January 13, 2014 Comments off

Promoting Marriage among Single Mothers: An Ineffective Weapon in the War on Poverty?
Source: Council on Contemporary Families

The rapid rise in nonmarital fertility is arguably the most significant demographic trend of the past two decades. The proportion of births to unmarried women grew 46 percent over the past 20 years so that more than four in ten births now occur to unmarried women. Nonmarital fertility is quickly becoming a dominant pathway to family formation, especially among the disadvantaged. This is worrisome because decades of research show that children raised in single-parent homes fare worse on a wide range of outcomes (e.g. poverty, educational attainment, nonmarital and teen childbearing) than children raised by two biological parents. The poverty rates of single parent households are particularly striking. According to recent data from the U.S. Census Bureau, approximately 46 percent of children in single mother households were living in poverty in 2013 compared to 11 percent of children living with two married parents.

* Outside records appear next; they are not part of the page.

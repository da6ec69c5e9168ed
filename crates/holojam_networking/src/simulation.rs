//! # Network Simulation
//!
//! Perturbs a datagram stream the way a busy wireless network does, so the
//! frame ordering on the receive side can be exercised without one.
//!
//! ## Perturbations
//!
//! - Loss: the datagram is never delivered
//! - Duplication: the datagram is delivered twice
//! - Reordering: the datagram is held back and delivered after the next one
//!
//! All decisions come from a seeded generator; the same seed and input give
//! the same output.

use rand::{Rng, SeedableRng};
use rand_chacha::ChaCha8Rng;

/// Perturbation rates, each in percent (0-100).
#[derive(Clone, Copy, Debug, PartialEq, Eq)]
pub struct NetworkConditions {
    /// Chance a datagram is dropped.
    pub packet_loss_percent: u8,
    /// Chance a delivered datagram is delivered twice.
    pub duplicate_percent: u8,
    /// Chance a datagram swaps places with the next one.
    pub out_of_order_percent: u8,
}

impl NetworkConditions {
    /// Wired LAN.
    pub const PERFECT: Self = Self {
        packet_loss_percent: 0,
        duplicate_percent: 0,
        out_of_order_percent: 0,
    };

    /// A quiet wireless network.
    pub const AVERAGE: Self = Self {
        packet_loss_percent: 1,
        duplicate_percent: 1,
        out_of_order_percent: 2,
    };

    /// A crowded wireless network during a show.
    pub const POOR: Self = Self {
        packet_loss_percent: 5,
        duplicate_percent: 2,
        out_of_order_percent: 5,
    };

    /// Builds conditions, clamping each rate to 100.
    #[must_use]
    pub fn new(loss: u8, duplicate: u8, reorder: u8) -> Self {
        Self {
            packet_loss_percent: loss.min(100),
            duplicate_percent: duplicate.min(100),
            out_of_order_percent: reorder.min(100),
        }
    }

    /// Returns true if no perturbation can happen.
    #[must_use]
    pub const fn is_perfect(&self) -> bool {
        self.packet_loss_percent == 0 && self.duplicate_percent == 0 && self.out_of_order_percent == 0
    }
}

impl Default for NetworkConditions {
    fn default() -> Self {
        Self::PERFECT
    }
}

/// Counters kept by a [`LossyLink`].
#[derive(Clone, Copy, Debug, Default, PartialEq, Eq)]
pub struct LinkStats {
    /// Datagrams handed to the link.
    pub offered: u64,
    /// Datagrams handed out, duplicates included.
    pub delivered: u64,
    /// Datagrams dropped.
    pub dropped: u64,
    /// Extra copies delivered.
    pub duplicated: u64,
    /// Datagrams held back behind their successor.
    pub reordered: u64,
}

/// A deterministic lossy link.
#[derive(Debug)]
pub struct LossyLink {
    conditions: NetworkConditions,
    rng: ChaCha8Rng,
    held: Option<Vec<u8>>,
    stats: LinkStats,
}

impl LossyLink {
    /// Creates a link with the given conditions and seed.
    #[must_use]
    pub fn new(conditions: NetworkConditions, seed: u64) -> Self {
        Self {
            conditions,
            rng: ChaCha8Rng::seed_from_u64(seed),
            held: None,
            stats: LinkStats::default(),
        }
    }

    /// Conditions in effect.
    #[must_use]
    pub const fn conditions(&self) -> NetworkConditions {
        self.conditions
    }

    /// Counters so far.
    #[must_use]
    pub const fn stats(&self) -> LinkStats {
        self.stats
    }

    /// Offers one datagram; returns what comes out the other end right now,
    /// in delivery order.
    pub fn transmit(&mut self, datagram: Vec<u8>) -> Vec<Vec<u8>> {
        self.stats.offered += 1;
        let mut out = Vec::with_capacity(3);

        if self.roll(self.conditions.packet_loss_percent) {
            self.stats.dropped += 1;
        } else if self.held.is_none() && self.roll(self.conditions.out_of_order_percent) {
            self.stats.reordered += 1;
            self.held = Some(datagram);
            return out;
        } else {
            if self.roll(self.conditions.duplicate_percent) {
                self.stats.duplicated += 1;
                out.push(datagram.clone());
            }
            out.push(datagram);
        }

        if let Some(held) = self.held.take() {
            out.push(held);
        }
        self.stats.delivered += out.len() as u64;
        out
    }

    /// Releases a held-back datagram, if any.
    pub fn flush(&mut self) -> Option<Vec<u8>> {
        let held = self.held.take();
        if held.is_some() {
            self.stats.delivered += 1;
        }
        held
    }

    fn roll(&mut self, percent: u8) -> bool {
        percent > 0 && self.rng.gen_range(0u8..100) < percent
    }
}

How can we improve the lives of the growing numbers of unmarried mothers and their children? So far, a dominant approach has been to encourage their mothers to marry. At first glance, the logic makes sense. If growing up in a two-parent home is best for children, then adding a second parent to a single-mother home should at least partially address the problem. The 1996 welfare reform legislation and its subsequent reauthorization institutionalized this focus on marriage by allowing states to spend welfare funds on a range of marriage promotion efforts.

The flaw in this argument is the assumption that all marriages are equally beneficial. In fact, however, the pool of potential marriage partners for single mothers in impoverished communities does not include many men with good prospects for becoming stable and helpful partners. Single mothers are especially likely to marry men who have children from other partnerships, who have few economic resources, who lack a high-school diploma, or who have been incarcerated or have substance abuse problems. The new unions that single mothers form tend to have low levels of relationship quality and high rates of instability. A nationally representative study of more than 7,000 women found that approximately 64 percent of the single mothers who married were divorced by the time they reached age 35-44. More importantly, single mothers who marry and later divorce are worse off economically than single mothers who never marry. Even marriages that endure appear to offer few health benefits to single mothers unless they are to the biological father of their first child.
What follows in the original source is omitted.